When “happily ever after” is more like unhappily ever after, how  long does “ever after” really need to last? Is it ever too late to find your way back to that one true love?

Bingo Love, the first in a series, is the epic love story of Hazel Johnson and Mari McCray told in flashback from the year 2038. They first meet and fall in love as school girls in 1960’s Paterson NJ, but when their Christian families find out that these BFFs are more than just friends, they are forbidden from ever seeing each other again. Forced to live by the social norms of their African American community during that time, they go their separate ways, get married, raise children… and grow old. But they never forget each other nor do they ever stop loving one another. One day at the local bingo parlor these two (now grey-haired) grandmas are reunited. Their lives and their families will never be the same again.

This page-turner is a deeply moving story about rich and complex characters. Although a large section of the story is about teenagers, we also get to see how these two girls evolve over time into adults. We even get to see them grow through different stages of being seniors and all of the dramatic turns that phase of life presents.
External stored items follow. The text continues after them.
//! Strongly-typed identifiers for domain entities
//!
//! Rows are keyed by 64-bit database sequences. Wrapping them in newtypes
//! keeps a claim id from being passed where a user id is expected.

use serde::{Deserialize, Serialize};
use std::fmt;
use std::num::ParseIntError;
use std::str::FromStr;

macro_rules! define_id {
    ($name:ident, $prefix:literal) => {
        #[derive(Debug, Clone, Copy, PartialEq, Eq, PartialOrd, Ord, Hash, Serialize, Deserialize)]
        #[serde(transparent)]
        pub struct $name(i64);

        impl $name {
            /// Wraps a raw database key
            pub const fn new(value: i64) -> Self {
                Self(value)
            }

            /// Returns the raw database key
            pub const fn value(self) -> i64 {
                self.0
            }

            /// Returns the identifier prefix for display
            pub fn prefix() -> &'static str {
                $prefix
            }
        }

        impl fmt::Display for $name {
            fn fmt(&self, f: &mut fmt::Formatter<'_>) -> fmt::Result {
                write!(f, "{}-{}", $prefix, self.0)
            }
        }

        impl FromStr for $name {
            type Err = ParseIntError;

            fn from_str(s: &str) -> Result<Self, Self::Err> {
                // Strip prefix if present
                let raw = s.strip_prefix(concat!($prefix, "-")).unwrap_or(s);
                Ok(Self(raw.parse()?))
            }
        }

        impl From<i64> for $name {
            fn from(value: i64) -> Self {
                Self(value)
            }
        }

        impl From<$name> for i64 {
            fn from(id: $name) -> i64 {
                id.0
            }
        }
    };
}

define_id!(UserId, "USR");
define_id!(ClaimId, "CLM");
define_id!(ImageId, "IMG");
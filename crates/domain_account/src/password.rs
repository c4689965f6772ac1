//! Argon2id password hashing and verification.

use argon2::{
    password_hash::{
        rand_core::OsRng, PasswordHash, PasswordHasher as ArgonHasher, PasswordVerifier,
        SaltString,
    },
    Argon2,
};

use crate::error::AccountError;

/// Handles password hashing and verification using Argon2id.
#[derive(Debug, Clone, Default)]
pub struct PasswordHasher;

impl PasswordHasher {
    pub fn new() -> Self {
        Self
    }

    /// Hashes a plaintext password using Argon2id with a random salt.
    pub fn hash_password(&self, password: &str) -> Result<String, AccountError> {
        let salt = SaltString::generate(&mut OsRng);

        let hash = Argon2::default()
            .hash_password(password.as_bytes(), &salt)
            .map_err(|e| AccountError::PasswordHash(e.to_string()))?;

        Ok(hash.to_string())
    }

    /// Verifies a plaintext password against a stored Argon2id hash.
    ///
    /// Returns `Ok(true)` if the password matches, `Ok(false)` if not.
    /// The comparison inside the verifier is constant-time.
    pub fn verify_password(&self, password: &str, hash: &str) -> Result<bool, AccountError> {
        let parsed_hash =
            PasswordHash::new(hash).map_err(|e| AccountError::PasswordHash(e.to_string()))?;

        match Argon2::default().verify_password(password.as_bytes(), &parsed_hash) {
            Ok(()) => Ok(true),
            Err(argon2::password_hash::Error::Password) => Ok(false),
            Err(e) => Err(AccountError::PasswordHash(e.to_string())),
        }
    }

    /// [`hash_password`](Self::hash_password) on the blocking thread pool
    pub async fn hash(&self, password: String) -> Result<String, AccountError> {
        let hasher = self.clone();
        tokio::task::spawn_blocking(move || hasher.hash_password(&password))
            .await
            .map_err(|e| AccountError::PasswordHash(format!("hashing task failed: {e}")))?
    }

    /// [`verify_password`](Self::verify_password) on the blocking thread pool
    pub async fn verify(&self, password: String, hash: String) -> Result<bool, AccountError> {
        let hasher = self.clone();
        tokio::task::spawn_blocking(move || hasher.verify_password(&password, &hash))
            .await
            .map_err(|e| AccountError::PasswordHash(format!("verification task failed: {e}")))?
    }
}

#[cfg(test)]
mod tests {
    use super::*;

    #[test]
    fn test_hash_and_verify() {
        let hasher = PasswordHasher::new();
        let hash = hasher.hash_password("testpassword").unwrap();

        assert!(hash.starts_with("$argon2id$"));
        assert!(hasher.verify_password("testpassword", &hash).unwrap());
        assert!(!hasher.verify_password("wrongpassword", &hash).unwrap());
    }

    #[test]
    fn test_hashes_are_salted() {
        let hasher = PasswordHasher::new();
        let first = hasher.hash_password("testpassword").unwrap();
        let second = hasher.hash_password("testpassword").unwrap();

        assert_ne!(first, second);
    }

    #[test]
    fn test_malformed_hash_is_an_error() {
        let hasher = PasswordHasher::new();
        assert!(hasher.verify_password("testpassword", "not-a-phc-string").is_err());
    }

    #[tokio::test]
    async fn test_blocking_pool_variants_agree() {
        let hasher = PasswordHasher::new();
        let hash = hasher.hash("testpassword".to_string()).await.unwrap();

        let (right, wrong) = tokio::join!(
            hasher.verify("testpassword".to_string(), hash.clone()),
            hasher.verify("wrongpassword".to_string(), hash.clone()),
        );
        assert!(right.unwrap());
        assert!(!wrong.unwrap());
        assert!(hasher.verify_password("testpassword", &hash).unwrap());
    }
}
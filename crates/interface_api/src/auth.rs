//! Session tokens
//!
//! HS256 JWTs in two flavours: short-lived access tokens for API calls and
//! long-lived refresh tokens that can only mint new access tokens.

use std::str::FromStr;

use chrono::{Duration, Utc};
use jsonwebtoken::{
    decode, encode, errors::ErrorKind, Algorithm, DecodingKey, EncodingKey, Header, Validation,
};
use serde::{Deserialize, Serialize};
use thiserror::Error;
use uuid::Uuid;

use core_kernel::UserId;

use crate::config::ApiConfig;

/// Which kind of session token a JWT is
#[derive(Debug, Clone, Copy, PartialEq, Eq, Serialize, Deserialize)]
#[serde(rename_all = "lowercase")]
pub enum TokenType {
    Access,
    Refresh,
}

/// JWT claims
#[derive(Debug, Clone, Serialize, Deserialize)]
pub struct Claims {
    /// Subject (user ID)
    pub sub: String,
    /// Token kind
    #[serde(rename = "type")]
    pub token_type: TokenType,
    /// Unique token id
    pub jti: String,
    /// Issued at timestamp
    pub iat: i64,
    /// Expiration timestamp
    pub exp: i64,
}

impl Claims {
    /// The user the token was issued to
    pub fn user_id(&self) -> Result<UserId, AuthError> {
        UserId::from_str(&self.sub).map_err(|_| AuthError::InvalidToken)
    }
}

/// Auth errors
#[derive(Debug, Error)]
pub enum AuthError {
    #[error("Missing authorization token")]
    MissingToken,
    #[error("Invalid token")]
    InvalidToken,
    #[error("Token expired")]
    TokenExpired,
    #[error("Wrong token type, expected {0:?} token")]
    WrongTokenType(TokenType),
    #[error("Token signing failed: {0}")]
    Signing(String),
}

/// Issues and checks session tokens
#[derive(Clone)]
pub struct TokenIssuer {
    encoding: EncodingKey,
    decoding: DecodingKey,
    validation: Validation,
    access_ttl: Duration,
    refresh_ttl: Duration,
}

impl TokenIssuer {
    pub fn new(secret: &str, access_ttl_secs: u64, refresh_ttl_secs: u64) -> Self {
        let mut validation = Validation::new(Algorithm::HS256);
        validation.leeway = 0;
        validation.set_required_spec_claims(&["exp", "sub"]);

        Self {
            encoding: EncodingKey::from_secret(secret.as_bytes()),
            decoding: DecodingKey::from_secret(secret.as_bytes()),
            validation,
            access_ttl: Duration::seconds(access_ttl_secs as i64),
            refresh_ttl: Duration::seconds(refresh_ttl_secs as i64),
        }
    }

    pub fn from_config(config: &ApiConfig) -> Self {
        Self::new(
            &config.jwt_secret,
            config.access_token_ttl_secs,
            config.refresh_token_ttl_secs,
        )
    }

    pub fn issue_access(&self, user_id: UserId) -> Result<String, AuthError> {
        self.issue(user_id, TokenType::Access)
    }

    pub fn issue_refresh(&self, user_id: UserId) -> Result<String, AuthError> {
        self.issue(user_id, TokenType::Refresh)
    }

    fn issue(&self, user_id: UserId, token_type: TokenType) -> Result<String, AuthError> {
        let now = Utc::now();
        let ttl = match token_type {
            TokenType::Access => self.access_ttl,
            TokenType::Refresh => self.refresh_ttl,
        };

        let claims = Claims {
            sub: user_id.value().to_string(),
            token_type,
            jti: Uuid::new_v4().to_string(),
            iat: now.timestamp(),
            exp: (now + ttl).timestamp(),
        };

        encode(&Header::new(Algorithm::HS256), &claims, &self.encoding)
            .map_err(|e| AuthError::Signing(e.to_string()))
    }

    /// Validates a token and checks it is of the expected kind
    pub fn verify(&self, token: &str, expected: TokenType) -> Result<Claims, AuthError> {
        let data = decode::<Claims>(token, &self.decoding, &self.validation).map_err(|e| {
            match e.kind() {
                ErrorKind::ExpiredSignature => AuthError::TokenExpired,
                _ => AuthError::InvalidToken,
            }
        })?;

        if data.claims.token_type != expected {
            return Err(AuthError::WrongTokenType(expected));
        }
        Ok(data.claims)
    }
}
Real-to-life yet beautifully imaginative in its depiction of the future, this is a must-read for anyone interested in the timelessness of true love.
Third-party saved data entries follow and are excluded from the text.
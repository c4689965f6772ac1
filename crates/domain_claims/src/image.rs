//! Image references attached to a claim

use serde::{Deserialize, Serialize};

use core_kernel::{ClaimId, ImageId};

/// An uploaded image, referenced by its object key in the bucket
#[derive(Debug, Clone, PartialEq, Eq, Serialize, Deserialize)]
pub struct ClaimImage {
    pub id: ImageId,
    pub claim_id: ClaimId,
    /// Object key (the sanitized upload filename)
    pub image_file: String,
}
//! PostgreSQL pool shared by the user and claim stores

use std::time::Duration;

use sqlx::postgres::{PgConnectOptions, PgPool, PgPoolOptions};
use tracing::info;

use crate::error::DatabaseError;

/// Type alias for the PostgreSQL connection pool
pub type DatabasePool = PgPool;

/// Where to connect and how large the pool may grow
///
/// ```rust
/// use std::time::Duration;
/// use infra_db::DatabaseConfig;
///
/// let config = DatabaseConfig::new("postgres://localhost/claims")
///     .max_connections(20)
///     .connect_timeout(Duration::from_secs(5));
/// assert_eq!(config.max_connections, 20);
/// ```
#[derive(Debug, Clone, PartialEq, Eq)]
pub struct DatabaseConfig {
    /// PostgreSQL connection string
    pub url: String,
    /// Upper bound on open connections, never below one
    pub max_connections: u32,
    /// How long a request waits for a free connection
    pub connect_timeout: Duration,
}

impl DatabaseConfig {
    pub const DEFAULT_MAX_CONNECTIONS: u32 = 10;
    pub const DEFAULT_CONNECT_TIMEOUT: Duration = Duration::from_secs(10);

    pub fn new(url: impl Into<String>) -> Self {
        Self {
            url: url.into(),
            max_connections: Self::DEFAULT_MAX_CONNECTIONS,
            connect_timeout: Self::DEFAULT_CONNECT_TIMEOUT,
        }
    }

    /// A zero size is raised to one
    pub fn max_connections(mut self, max: u32) -> Self {
        self.max_connections = max.max(1);
        self
    }

    pub fn connect_timeout(mut self, timeout: Duration) -> Self {
        self.connect_timeout = timeout;
        self
    }

    /// Parses the URL without opening a connection
    pub fn connect_options(&self) -> Result<PgConnectOptions, DatabaseError> {
        self.url
            .parse::<PgConnectOptions>()
            .map_err(|e| DatabaseError::ConnectionFailed(format!("invalid database URL: {e}")))
    }

    fn pool_options(&self) -> PgPoolOptions {
        PgPoolOptions::new()
            .max_connections(self.max_connections)
            .acquire_timeout(self.connect_timeout)
    }
}

/// Opens the connection pool
///
/// The password never reaches the log; only host, port and database do.
///
/// # Errors
///
/// `DatabaseError::ConnectionFailed` if the URL is malformed or the server
/// cannot be reached within the connect timeout
pub async fn create_pool(config: DatabaseConfig) -> Result<DatabasePool, DatabaseError> {
    let options = config.connect_options()?;

    info!(
        host = options.get_host(),
        port = options.get_port(),
        database = options.get_database().unwrap_or_default(),
        max_connections = config.max_connections,
        connect_timeout_secs = config.connect_timeout.as_secs(),
        "Opening database pool"
    );

    config
        .pool_options()
        .connect_with(options)
        .await
        .map_err(|e| DatabaseError::ConnectionFailed(e.to_string()))
}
The Dark Matter of Mona Starr

When teenager Mona Starr finds herself spiraling into a depression, her best friend persuades her to begin seeing a therapist. Mona does more than see a therapist. She takes an active role in her own healing journey by meditating, journaling about her thoughts and feelings, and analyzing how her mind works with the help of a therapist. Young Mona’s visceral struggles are translated into images so deftly that people who have experienced mental illness will take comfort in the knowledge that they are not alone. Those who have not experienced mental illness will find this book a rare window into the inner world of people who have.

The visual language in The Dark Matter of Mona Starr avails itself of the most common school supplies found in students’ backpacks (i.e., graphite pencil, black pen, graph paper, and yellow highlighter). This palette will be recognizable to high-school-notebook-doodlers past and present. Such pedestrian materials might be overlooked by many artists, but when deployed with the level of imagination and skill possessed by Laura Lee Gulledge, they result in mind-blowing images. Beautiful graphite illustrations, lovingly blended to create soft textures, are meticulously inked in black for sharp detail.  Juxtaposed with cover-to-cover depressive grayscale, highlighter-yellow is used sparingly throughout the book to convey the magical healing powers of love, friendship, creativity, and self-compassion.

I especially love how this book is both a moving story and a practical guide! In the back of the book Gulledge’s personal Self-Care Plan is laid out in detail, and beside it, a companion note-catcher in which readers can figure out a self-care plan of their own.